Temps de lecture estimé: 2’00

Le triomphe  un peu chanceux de 1977 aurait peut-être mieux fait de ne jamais se produire. Aurait-il rendu les ingénieurs du constructeur un peu trop arrogants? Leur manque de préparation leur coûta la victoire en 1978 face à des Alpine A442 survoltées, et la décision de revenir avec les 936 en 1979 dans des conditions de préparations encore plus ridicules ne laissait rien augurer de bon. Mais les écuries privées allaient prendre le relais…

La décision d’engager les 936 au Mans fut en effet prise suite à la sollicitation de la compagnie monégasque Essex Overseas Petroleum Corporation, désireuse de bénéficier d’une belle exposition médiatique en compétition.
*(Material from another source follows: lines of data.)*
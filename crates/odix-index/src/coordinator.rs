//! Single-writer run coordination.
//!
//! At most one indexing run is active per process. A second trigger while a
//! run is in flight is rejected with `ConcurrentRunRejected` rather than
//! queued. Status reads never block on a run.

use crate::pipeline::{Orchestrator, RunParams, RunReport};
use chrono::{DateTime, Utc};
use odix_core::OdixError;
use serde::Serialize;
use std::sync::atomic::{AtomicU8, AtomicUsize, Ordering};
use std::sync::{Arc, Mutex, MutexGuard};
use std::time::Instant;
use tokio::runtime::Handle;

/// Stage of the active run.
#[derive(Debug, Clone, Copy, PartialEq, Eq, Serialize)]
#[serde(rename_all = "snake_case")]
pub enum RunPhase {
    Idle,
    Scanning,
    Extracting,
    Resolving,
    Committing,
}

impl RunPhase {
    fn from_u8(v: u8) -> Self {
        match v {
            1 => Self::Scanning,
            2 => Self::Extracting,
            3 => Self::Resolving,
            4 => Self::Committing,
            _ => Self::Idle,
        }
    }
}

/// Lock-free progress counters written by the pipeline.
#[derive(Debug, Default)]
pub struct RunProgress {
    phase: AtomicU8,
    files_total: AtomicUsize,
    files_done: AtomicUsize,
}

impl RunProgress {
    pub fn new() -> Self {
        Self::default()
    }

    pub fn set_phase(&self, phase: RunPhase) {
        self.phase.store(phase as u8, Ordering::Relaxed);
    }

    pub fn phase(&self) -> RunPhase {
        RunPhase::from_u8(self.phase.load(Ordering::Relaxed))
    }

    pub fn set_total(&self, total: usize) {
        self.files_total.store(total, Ordering::Relaxed);
        self.files_done.store(0, Ordering::Relaxed);
    }

    pub fn file_done(&self) {
        self.files_done.fetch_add(1, Ordering::Relaxed);
    }

    /// `(done, total)` files of the extraction phase.
    pub fn files(&self) -> (usize, usize) {
        (
            self.files_done.load(Ordering::Relaxed),
            self.files_total.load(Ordering::Relaxed),
        )
    }

    fn reset(&self) {
        self.set_phase(RunPhase::Idle);
        self.set_total(0);
    }
}

#[derive(Debug, Clone)]
struct RunInfo {
    params: RunParams,
    started: Instant,
}

#[derive(Debug, Clone)]
enum RunState {
    Idle,
    Running(RunInfo),
    /// The last run failed; a new one may start.
    Failed(String),
}

/// Outcome of the most recent finished run.
#[derive(Debug, Clone, Serialize)]
#[serde(tag = "status", rename_all = "snake_case")]
pub enum LastRun {
    Succeeded {
        finished_at: DateTime<Utc>,
        params: RunParams,
        report: RunReport,
    },
    Failed {
        finished_at: DateTime<Utc>,
        params: RunParams,
        code: String,
        message: String,
    },
}

/// Point-in-time view of the coordinator.
#[derive(Debug, Clone, Serialize)]
pub struct IndexingStatus {
    pub is_running: bool,
    pub phase: RunPhase,
    pub elapsed_seconds: Option<u64>,
    pub incremental: Option<bool>,
    pub modules: Option<Vec<String>>,
    pub files_done: usize,
    pub files_total: usize,
    pub last_error: Option<String>,
    pub last_run: Option<LastRun>,
}

struct CoordinatorState {
    state: RunState,
    last_run: Option<LastRun>,
}

/// Serializes indexing runs and tracks their status.
pub struct RunCoordinator {
    orchestrator: Arc<Orchestrator>,
    state: Mutex<CoordinatorState>,
    progress: Arc<RunProgress>,
    handle: Handle,
}

impl RunCoordinator {
    /// Create a coordinator that spawns background runs on `handle`.
    pub fn new(orchestrator: Orchestrator, handle: Handle) -> Arc<Self> {
        Arc::new(Self {
            orchestrator: Arc::new(orchestrator),
            state: Mutex::new(CoordinatorState {
                state: RunState::Idle,
                last_run: None,
            }),
            progress: Arc::new(RunProgress::new()),
            handle,
        })
    }

    pub fn orchestrator(&self) -> &Orchestrator {
        &self.orchestrator
    }

    fn lock(&self) -> Result<MutexGuard<'_, CoordinatorState>, OdixError> {
        self.state
            .lock()
            .map_err(|e| OdixError::LockPoisoned(format!("run coordinator: {e}")))
    }

    /// Claim the writer slot. The returned guard releases it.
    pub fn try_start(self: &Arc<Self>, params: &RunParams) -> Result<RunGuard, OdixError> {
        let mut guard = self.lock()?;
        if let RunState::Running(info) = &guard.state {
            return Err(OdixError::ConcurrentRunRejected {
                started_secs_ago: info.started.elapsed().as_secs(),
            });
        }
        guard.state = RunState::Running(RunInfo {
            params: params.clone(),
            started: Instant::now(),
        });
        self.progress.reset();
        tracing::info!(
            "Indexing run started (incremental: {}, modules: {:?}, clear_all: {})",
            params.incremental,
            params.modules,
            params.clear_all
        );
        Ok(RunGuard {
            coordinator: Arc::clone(self),
            params: params.clone(),
            finished: false,
        })
    }

    /// Start a run in the background and return immediately.
    pub fn trigger(self: &Arc<Self>, params: RunParams) -> Result<(), OdixError> {
        let guard = self.try_start(&params)?;
        let orchestrator = Arc::clone(&self.orchestrator);
        let progress = Arc::clone(&self.progress);
        self.handle.spawn(async move {
            match orchestrator.run(&params, &progress).await {
                Ok(report) => guard.succeed(report),
                Err(err) => guard.fail(&err),
            }
        });
        Ok(())
    }

    /// Run on the current task and wait for the report.
    pub async fn run_to_completion(self: &Arc<Self>, params: RunParams) -> Result<RunReport, OdixError> {
        let guard = self.try_start(&params)?;
        match self.orchestrator.run(&params, &self.progress).await {
            Ok(report) => {
                guard.succeed(report.clone());
                Ok(report)
            }
            Err(err) => {
                guard.fail(&err);
                Err(err)
            }
        }
    }

    /// Kick off a full run when the store holds nothing yet.
    pub fn ensure_initial_index(self: &Arc<Self>) -> Result<bool, OdixError> {
        if !self.orchestrator.storage().is_empty()? {
            return Ok(false);
        }
        tracing::info!("Index is empty, starting initial full index");
        self.trigger(RunParams::full())?;
        Ok(true)
    }

    pub fn is_running(&self) -> bool {
        self.lock()
            .map(|g| matches!(g.state, RunState::Running(_)))
            .unwrap_or(false)
    }

    pub fn status(&self) -> Result<IndexingStatus, OdixError> {
        let guard = self.lock()?;
        let (done, total) = self.progress.files();
        let mut status = IndexingStatus {
            is_running: false,
            phase: RunPhase::Idle,
            elapsed_seconds: None,
            incremental: None,
            modules: None,
            files_done: done,
            files_total: total,
            last_error: None,
            last_run: guard.last_run.clone(),
        };
        match &guard.state {
            RunState::Running(info) => {
                status.is_running = true;
                status.phase = self.progress.phase();
                status.elapsed_seconds = Some(info.started.elapsed().as_secs());
                status.incremental = Some(info.params.incremental);
                status.modules = info.params.modules.clone();
            }
            RunState::Failed(message) => status.last_error = Some(message.clone()),
            RunState::Idle => {}
        }
        Ok(status)
    }

    fn finish(&self, params: &RunParams, outcome: Result<RunReport, (&'static str, String)>) {
        let Ok(mut guard) = self.state.lock() else {
            tracing::error!("Run coordinator lock poisoned; run outcome dropped");
            return;
        };
        let finished_at = Utc::now();
        match outcome {
            Ok(report) => {
                guard.state = RunState::Idle;
                guard.last_run = Some(LastRun::Succeeded {
                    finished_at,
                    params: params.clone(),
                    report,
                });
            }
            Err((code, message)) => {
                tracing::error!("Indexing run failed: {}", message);
                guard.state = RunState::Failed(message.clone());
                guard.last_run = Some(LastRun::Failed {
                    finished_at,
                    params: params.clone(),
                    code: code.to_string(),
                    message,
                });
            }
        }
        self.progress.set_phase(RunPhase::Idle);
    }
}

/// Holds the writer slot for one run. Dropping it unfinished (a panicked
/// or cancelled run) records the run as failed.
pub struct RunGuard {
    coordinator: Arc<RunCoordinator>,
    params: RunParams,
    finished: bool,
}

impl RunGuard {
    pub fn succeed(mut self, report: RunReport) {
        self.finished = true;
        self.coordinator.finish(&self.params, Ok(report));
    }

    pub fn fail(mut self, err: &OdixError) {
        self.finished = true;
        self.coordinator
            .finish(&self.params, Err((err.code(), err.to_string())));
    }
}

impl Drop for RunGuard {
    fn drop(&mut self) {
        if !self.finished {
            self.coordinator.finish(
                &self.params,
                Err(("internal_error", "indexing run aborted".to_string())),
            );
        }
    }
}
//! `ir.model.access.csv` extraction.

use crate::candidate::Candidate;
use crate::extractor::{Extraction, FileContext, SourceExtractor};
use crate::languages::{markup_entity, qualify};
use crate::scanner::ACCESS_CSV;
use odix_core::{EntityKind, OdixError, RelationshipKind, TargetRef};
use std::path::Path;

const PERMISSIONS: [&str; 4] = ["perm_read", "perm_write", "perm_create", "perm_unlink"];

pub struct AccessCsvExtractor;

impl AccessCsvExtractor {
    pub fn new() -> Self {
        Self
    }
}

impl Default for AccessCsvExtractor {
    fn default() -> Self {
        Self::new()
    }
}

impl SourceExtractor for AccessCsvExtractor {
    fn name(&self) -> &str {
        "access_csv"
    }

    fn handles(&self, path: &Path) -> bool {
        path.file_name().and_then(|n| n.to_str()) == Some(ACCESS_CSV)
    }

    fn extract(&self, ctx: &FileContext<'_>, source: &[u8]) -> Result<Extraction, OdixError> {
        let mut reader = csv::ReaderBuilder::new()
            .has_headers(true)
            .flexible(true)
            .trim(csv::Trim::All)
            .from_reader(source);

        let headers = reader
            .headers()
            .map_err(|e| OdixError::parse(ctx.file_path, e.to_string()))?
            .clone();
        let column = |name: &str| headers.iter().position(|h| h == name);
        let id_col = column("id")
            .ok_or_else(|| OdixError::parse(ctx.file_path, "missing 'id' column"))?;
        let name_col = column("name");
        let model_col = column("model_id:id").or_else(|| column("model_id"));
        let group_col = column("group_id:id").or_else(|| column("group_id"));
        let perm_cols: Vec<(&str, Option<usize>)> =
            PERMISSIONS.iter().map(|p| (*p, column(*p))).collect();

        let mut out = Extraction::default();
        for row in reader.records() {
            let row = row.map_err(|e| OdixError::parse(ctx.file_path, e.to_string()))?;
            let Some(id) = row.get(id_col).filter(|id| !id.is_empty()) else {
                continue;
            };
            let line = row.position().map_or(0, |p| p.line() as u32);
            let cell = |col: Option<usize>| col.and_then(|c| row.get(c)).filter(|v| !v.is_empty());

            let mut access = markup_entity(&mut out, ctx, EntityKind::AccessRight, id, line);
            let key = access.key();
            if let Some(name) = cell(name_col) {
                access.set_attr("access_name", name);
            }
            if let Some(model) = cell(model_col) {
                let model = qualify(model, ctx.module);
                out.push_candidate(Candidate::new(
                    RelationshipKind::Reference,
                    key.clone(),
                    TargetRef::xml_ref(&model),
                    ctx.file_path,
                    line,
                ));
                access.set_attr("model_ref", model);
            }
            if let Some(group) = cell(group_col) {
                let group = qualify(group, ctx.module);
                out.push_candidate(Candidate::new(
                    RelationshipKind::Reference,
                    key.clone(),
                    TargetRef::xml_ref(&group),
                    ctx.file_path,
                    line,
                ));
                access.set_attr("group_ref", group);
            }
            for (perm, col) in &perm_cols {
                if let Some(value) = cell(*col) {
                    access.set_attr(perm, value == "1");
                }
            }
            out.push_entity(access);
        }
        Ok(out)
    }
}
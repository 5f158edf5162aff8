//! Candidate relationships produced by extraction, before resolution.

use odix_core::{EntityKey, Relationship, RelationshipKind, TargetRef};

/// A relationship whose target is still symbolic.
#[derive(Debug, Clone, PartialEq, Eq)]
pub struct Candidate {
    pub kind: RelationshipKind,
    pub source: EntityKey,
    /// Always unresolved at extraction time.
    pub target: TargetRef,
    pub file_path: String,
    pub line_number: u32,
    /// A guess (e.g. a field in an extension class that may redefine a
    /// field from another module). Dropped instead of kept dangling when
    /// nothing matches.
    pub speculative: bool,
    /// Targets tried in order when `target` matches nothing, such as the
    /// other models a class inherits from. A stored dangling form keeps
    /// only `target`.
    pub fallbacks: Vec<TargetRef>,
}

impl Candidate {
    pub fn new(
        kind: RelationshipKind,
        source: EntityKey,
        target: TargetRef,
        file_path: impl Into<String>,
        line_number: u32,
    ) -> Self {
        Self {
            kind,
            source,
            target,
            file_path: file_path.into(),
            line_number,
            speculative: false,
            fallbacks: Vec::new(),
        }
    }

    pub fn speculative(mut self) -> Self {
        self.speculative = true;
        self
    }

    pub fn with_fallbacks(mut self, fallbacks: Vec<TargetRef>) -> Self {
        self.fallbacks = fallbacks;
        self
    }

    /// Turn into a relationship pointing at `target`.
    pub fn to_relationship(&self, target: TargetRef) -> Relationship {
        Relationship {
            kind: self.kind,
            source: self.source.clone(),
            target,
            file_path: self.file_path.clone(),
            line_number: self.line_number,
        }
    }

    /// The dangling form: target kept symbolic.
    pub fn to_dangling(&self) -> Relationship {
        self.to_relationship(self.target.unresolve())
    }
}

impl From<&Relationship> for Candidate {
    fn from(rel: &Relationship) -> Self {
        Self::new(
            rel.kind,
            rel.source.clone(),
            rel.target.unresolve(),
            rel.file_path.clone(),
            rel.line_number,
        )
    }
}
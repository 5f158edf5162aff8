use odix_core::OdixConfig;
use odix_index::{Orchestrator, RunCoordinator, RunParams};
use std::sync::Arc;

pub(crate) fn cmd_index(
    config: &OdixConfig,
    full: bool,
    modules: Vec<String>,
    clear: bool,
) -> anyhow::Result<()> {
    config.validate()?;
    let root = config.codebase_root()?;
    let storage = crate::open_storage(config)?;

    let rt = tokio::runtime::Runtime::new()?;
    let orchestrator = Orchestrator::new(Arc::clone(&storage), root, config.indexing.clone());
    let coordinator = RunCoordinator::new(orchestrator, rt.handle().clone());

    let params = RunParams {
        incremental: !full,
        modules: (!modules.is_empty()).then_some(modules),
        clear_all: clear,
    };

    println!("Indexing {}...", root.display());
    let report = rt.block_on(coordinator.run_to_completion(params))?;

    if report.noop {
        println!("  Index is up to date ({} files unchanged)", report.files_unchanged);
        return Ok(());
    }
    println!("  Files scanned:    {}", report.files_scanned);
    println!("  New:              {}", report.files_new);
    println!("  Modified:         {}", report.files_modified);
    println!("  Deleted:          {}", report.files_deleted);
    println!("  Unchanged:        {}", report.files_unchanged);
    println!("  Files indexed:    {}", report.files_indexed);
    println!("  Entities:         {}", report.entities_written);
    println!(
        "  Relationships:    {} ({} unresolved)",
        report.relationships_written, report.relationships_dangling
    );
    if report.relationships_resolved_later > 0 {
        println!("  Resolved later:   {}", report.relationships_resolved_later);
    }
    println!("  Duration:         {} ms", report.duration_ms);

    if !report.failures.is_empty() {
        println!("  Failed files:     {}", report.failures.len());
        for failure in &report.failures {
            println!("    {} [{}]: {}", failure.file_path, failure.code, failure.message);
        }
    }
    Ok(())
}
Préparées dans la précipitation, les 936 furent repeintes aux couleurs d’Essex, et allèrent effectuer une simple course de préparation aux 6 heures de Silverstone: Jochen Mass sera victime d’un lourd accident en raison d’un problème de jante. Il s’avère que le talon du pneu était structurellement mal accroché à la jante; il finit donc par se détacher, avec les conséquences que l’on imagine. Preuve de la nonchalance générale régnant à l’usine, le problème ne sera pas résolu avant les 24 heures du Mans.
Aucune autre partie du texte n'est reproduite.